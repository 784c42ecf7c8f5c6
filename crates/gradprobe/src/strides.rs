//! Column-major stride helpers.

/// Column-major strides for `shape`: `[1, d0, d0*d1, ...]`.
///
/// # Examples
///
/// ```
/// use gradprobe::strides::compute_strides;
///
/// assert_eq!(compute_strides(&[3, 4, 5]), vec![1, 3, 12]);
/// assert_eq!(compute_strides(&[]), Vec::<usize>::new());
/// ```
pub fn compute_strides(shape: &[usize]) -> Vec<usize> {
    shape
        .iter()
        .scan(1usize, |stride, &dim| {
            let current = *stride;
            *stride *= dim;
            Some(current)
        })
        .collect()
}

/// Linear storage offset of a cartesian index.
#[inline]
pub fn cartesian_to_linear(indices: &[usize], strides: &[usize]) -> usize {
    indices
        .iter()
        .zip(strides.iter())
        .map(|(&idx, &stride)| idx * stride)
        .sum()
}
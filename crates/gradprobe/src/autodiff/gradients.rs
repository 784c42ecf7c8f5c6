//! Gradient storage container.

use super::graph::NodeId;
use crate::error::TensorError;
use crate::operations::{apply_binary, apply_inplace};
use crate::scalar::Scalar;
use crate::tensor::DenseTensor;
use std::collections::HashMap;
use std::ops::Add;

/// Gradients keyed by [`NodeId`].
///
/// Used twice: for gradients still flowing during a backward pass, and as
/// the per-leaf accumulator that persists across backward calls.
#[derive(Debug)]
pub struct Gradients<T: Scalar> {
    grads: HashMap<NodeId, DenseTensor<T>>,
}

impl<T: Scalar + Add<Output = T>> Gradients<T> {
    pub fn new() -> Self {
        Self {
            grads: HashMap::new(),
        }
    }

    /// Add `grad` into the entry for `id`, creating it if absent.
    ///
    /// # Errors
    ///
    /// Returns [`TensorError::IncompatibleShapes`] if an existing entry has a
    /// different shape.
    pub fn accumulate(&mut self, id: NodeId, grad: DenseTensor<T>) -> Result<(), TensorError> {
        match self.grads.get_mut(&id) {
            Some(existing) => *existing = apply_binary(existing, &grad, |a, b| a + b)?,
            None => {
                self.grads.insert(id, grad);
            }
        }
        Ok(())
    }

    /// Reset an entry to zeros, keeping its shape.
    pub fn zero(&mut self, id: NodeId) {
        if let Some(grad) = self.grads.get_mut(&id) {
            apply_inplace(grad, |_| T::zero());
        }
    }

    pub fn get(&self, id: NodeId) -> Option<&DenseTensor<T>> {
        self.grads.get(&id)
    }

    /// Remove and return gradient (for passing to backward functions).
    pub fn remove(&mut self, id: NodeId) -> Option<DenseTensor<T>> {
        self.grads.remove(&id)
    }

    pub fn contains(&self, id: NodeId) -> bool {
        self.grads.contains_key(&id)
    }

    pub fn len(&self) -> usize {
        self.grads.len()
    }

    pub fn is_empty(&self) -> bool {
        self.grads.is_empty()
    }

    pub fn clear(&mut self) {
        self.grads.clear();
    }

    pub fn iter(&self) -> impl Iterator<Item = (&NodeId, &DenseTensor<T>)> {
        self.grads.iter()
    }
}

impl<T: Scalar + Add<Output = T>> Default for Gradients<T> {
    fn default() -> Self {
        Self::new()
    }
}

----------------

Retype the entire listing without altering anything.

» **Response box**
repository 784c42ecf7c8f5c6
filename crates/gradprobe/src/strides.rs
//! Column-major stride helpers.

/// Column-major strides for `shape`: `[1, d0, d0*d1, ...]`.
///
/// # Examples
///
/// ```
/// use gradprobe::strides::compute_strides;
///
/// assert_eq!(compute_strides(&[3, 4, 5]), vec![1, 3, 12]);
/// assert_eq!(compute_strides(&[]), Vec::<usize>::new());
/// ```
pub fn compute_strides(shape: &[usize]) -> Vec<usize> {
    shape
        .iter()
        .scan(1usize, |stride, &dim| {
            let current = *stride;
            *stride *= dim;
            Some(current)
        })
        .collect()
}

/// Linear storage offset of a cartesian index.
#[inline]
pub fn cartesian_to_linear(indices: &[usize], strides: &[usize]) -> usize {
    indices
        .iter()
        .zip(strides.iter())
        .map(|(&idx, &stride)| idx * stride)
        .sum()
}
filename crates/gradprobe/src/autodiff/gradients.rs
repository 784c42ecf7c8f5c6
//! Gradient storage container.

use super::graph::NodeId;
use crate::error::TensorError;
use crate::operations::{apply_binary, apply_inplace};
use crate::scalar::Scalar;
use crate::tensor::DenseTensor;
use std::collections::HashMap;
use std::ops::Add;

/// Gradients keyed by [`NodeId`].
///
/// Used twice: for gradients still flowing during a backward pass, and as
/// the per-leaf accumulator that persists across backward calls.
#[derive(Debug)]
pub struct Gradients<T: Scalar> {
    grads: HashMap<NodeId, DenseTensor<T>>,
}

impl<T: Scalar + Add<Output = T>> Gradients<T> {
    pub fn new() -> Self {
        Self {
            grads: HashMap::new(),
        }
    }

    /// Add `grad` into the entry for `id`, creating it if absent.
    ///
    /// # Errors
    ///
    /// Returns [`TensorError::IncompatibleShapes`] if an existing entry has a
    /// different shape.
    pub fn accumulate(&mut self, id: NodeId, grad: DenseTensor<T>) -> Result<(), TensorError> {
        match self.grads.get_mut(&id) {
            Some(existing) => *existing = apply_binary(existing, &grad, |a, b| a + b)?,
            None => {
                self.grads.insert(id, grad);
            }
        }
        Ok(())
    }

    /// Reset an entry to zeros, keeping its shape.
    pub fn zero(&mut self, id: NodeId) {
        if let Some(grad) = self.grads.get_mut(&id) {
            apply_inplace(grad, |_| T::zero());
        }
    }

    pub fn get(&self, id: NodeId) -> Option<&DenseTensor<T>> {
        self.grads.get(&id)
    }

    /// Remove and return gradient (for passing to backward functions).
    pub fn remove(&mut self, id: NodeId) -> Option<DenseTensor<T>> {
        self.grads.remove(&id)
    }

    pub fn contains(&self, id: NodeId) -> bool {
        self.grads.contains_key(&id)
    }

    pub fn len(&self) -> usize {
        self.grads.len()
    }

    pub fn is_empty(&self) -> bool {
        self.grads.is_empty()
    }

    pub fn clear(&mut self) {
        self.grads.clear();
    }

    pub fn iter(&self) -> impl Iterator<Item = (&NodeId, &DenseTensor<T>)> {
        self.grads.iter()
    }
}

impl<T: Scalar + Add<Output = T>> Default for Gradients<T> {
    fn default() -> Self {
        Self::new()
    }
}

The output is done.